Pintos

Virtual Memory

Introduction

By now you should have some familiarity with the inner workings of Pintos.You will build this assignment on top of the code we provided on FTP.

You will continue to handle Pintos disks and file systems the same way you did in the previous assignment.(Try to get lock before you call filesystem's code)

Source Code Overview

You will work in the ‘vm’ directory for this project.You will probably be encountering just a few files for the first time:

  • ‘devices/block.h/c’

  Provides sector-based read and write access to block device. You will use this interface to access the swap partition as a block device.

  • 'pgae.h/c'

    Data struct of a page, sometimes called a virtual page, is a continuous region of virtual memory 4,096 bytes (the page size) in length.

a 32-bit virtual address can be divided into a 20-bit page number and a 12-bit page offset (or just offset), like this:

31                  12 11        0
+---------------------+----------+
|    Page Number      |Offset    |
+---------------------+----------+
  • 'frame.h/c'

    Data struct of a kernel frame, sometimes called a physical frame or a page frame, is a continuous region of physical memory.

  • 'swap.h/swap.c'

    Data strict of a swap slot. A swap slot is a continuous, page-size region of disk space in the swap partition.

Managing the Frame Table

The frame table contains one entry for each frame that contains a user page. Each entry in the frame table contains a pointer to the page, if any, that currently occupies it, and other data of your choice. The frame table allows Pintos to efficiently implement an eviction policy, by choosing a page to evict when no frames are free.

The most important operation on the frame table is obtaining an unused frame. This is easy when a frame is free. When none is free, a frame must be made free by evicting some page from its frame.

If no frame can be evicted without allocating a swap slot, but swap is full, panic the kernel. Real OSes apply a wide range of policies to recover from or prevent such situations, but these policies are beyond the scope of this project.
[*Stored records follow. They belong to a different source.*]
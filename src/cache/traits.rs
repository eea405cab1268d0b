//! Core types shared by the cache layer and its callers.

use chrono::{DateTime, Utc};

/// Result from a cache operation, including data and metadata about the source.
#[derive(Debug, Clone)]
pub struct CacheResult<T> {
  /// The actual data
  pub data: T,
  /// Where the data came from
  pub source: CacheSource,
  /// When the served entry was written
  pub cached_at: DateTime<Utc>,
}

impl<T> CacheResult<T> {
  /// Data just fetched from the metadata database and written to the cache.
  pub fn from_source(data: T, cached_at: DateTime<Utc>) -> Self {
    Self {
      data,
      source: CacheSource::Source,
      cached_at,
    }
  }

  /// Data read from an existing cache entry.
  pub fn from_cache(data: T, cached_at: DateTime<Utc>) -> Self {
    Self {
      data,
      source: CacheSource::Cache,
      cached_at,
    }
  }

  pub fn map<U>(self, f: impl FnOnce(T) -> U) -> CacheResult<U> {
    CacheResult {
      data: f(self.data),
      source: self.source,
      cached_at: self.cached_at,
    }
  }
}

/// Indicates where returned data came from.
#[derive(Debug, Clone, Copy, PartialEq, Eq)]
pub enum CacheSource {
  /// Served from the backend
  Cache,
  /// Fetched from the metadata database and written through
  Source,
}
The process of eviction comprises roughly the following steps:

  1. Choose a frame to evict, using your page replacement algorithm. The “accessed” and “dirty” bits in the page table, described below, will come in handy.
  2. Remove references to the frame from any page table that refers to it.
  3. If necessary, write the page to the file system or to swap.

Accessed and Dirty Bits

80x86 hardware provides some assistance for implementing page replacement algorithms, through a pair of bits in the page table entry (PTE) for each page. On any read or write to a page, the CPU sets the accessed bit to 1 in the page’s PTE, and on any write, the CPU sets the dirty bit to 1. The CPU never resets these bits to 0, but the OS may do so.

Functions to work with accessed and dirty bits:

bool pagedir_is_dirty (uint32 t *pd, const void *page)
bool pagedir_is_accessed (uint32 t *pd, const void *page)

Returns true if page directory pd contains a page table entry for page that is marked dirty (or accessed). Otherwise, returns false.

void pagedir_set_dirty (uint32 t *pd, const void *page, bool value)
void pagedir_set_accessed (uint32 t *pd, const void *page, bool value)

If page directory pd has a page table entry for page, then its dirty (or accessed) bit is set to value.

Inspection and Updates Pages

These functions examine or update the mappings from pages to frames encapsulated by a page table. They work on both active and inactive page tables (that is, those for running and suspended processes), flushing the TLB as necessary.

bool pagedir_set_page (uint32 t *pd, void *upage, void *kpage, bool writable)

Adds to pd a mapping from user page upage to the frame identified by kernel virtual address kpage. If writable is true, the page is mapped read/write; otherwise, it is mapped read-only.

User page upage must not already be mapped in pd.

Returns true if successful, false on failure. Failure will occur if additional memory required for the page table cannot be obtained.

void* pagedir_get_page (uint32 t *pd, const void *uaddr)

Looks up the frame mapped to uaddr in pd. Returns the kernel virtual address for that frame, if uaddr is mapped, or a null pointer if it is not.

void pagedir_clear_page (uint32 t *pd, void *page)

Marks page “not present” in pd. Later accesses to the page will fault.

E.g you have a kernel frame 'struct frame *f', and you can call

pagedir_is_accessed (f->used_process->pagedir, f->uvpage->uvaddr))

to determine whether a address's access bit is 0 or 1.

And call

pagedir_clear_page(f->used_process->pagedir, f->uvpage->uvaddr)

to clear a page content.

Requirements

Implement a global page replacement algorithm that approximates LRU on top of our provided code in FTP. Your algorithm should perform at least as well as the simple variant of the “second chance” or “clock” algorithm.

The function prototype is

void *frame_alloc_evict(enum palloc_flags flags)

which is decleaded in 'src/vm/frame.c'.

You should download and fill the DESIGNDOC and archive your code(the whole pintos folder) and DESIGNDOC into a zip file named sid_nameInPinYin_vid.zip(e.g 12330441_zhangsan_v0.zip) and upload to the ftp.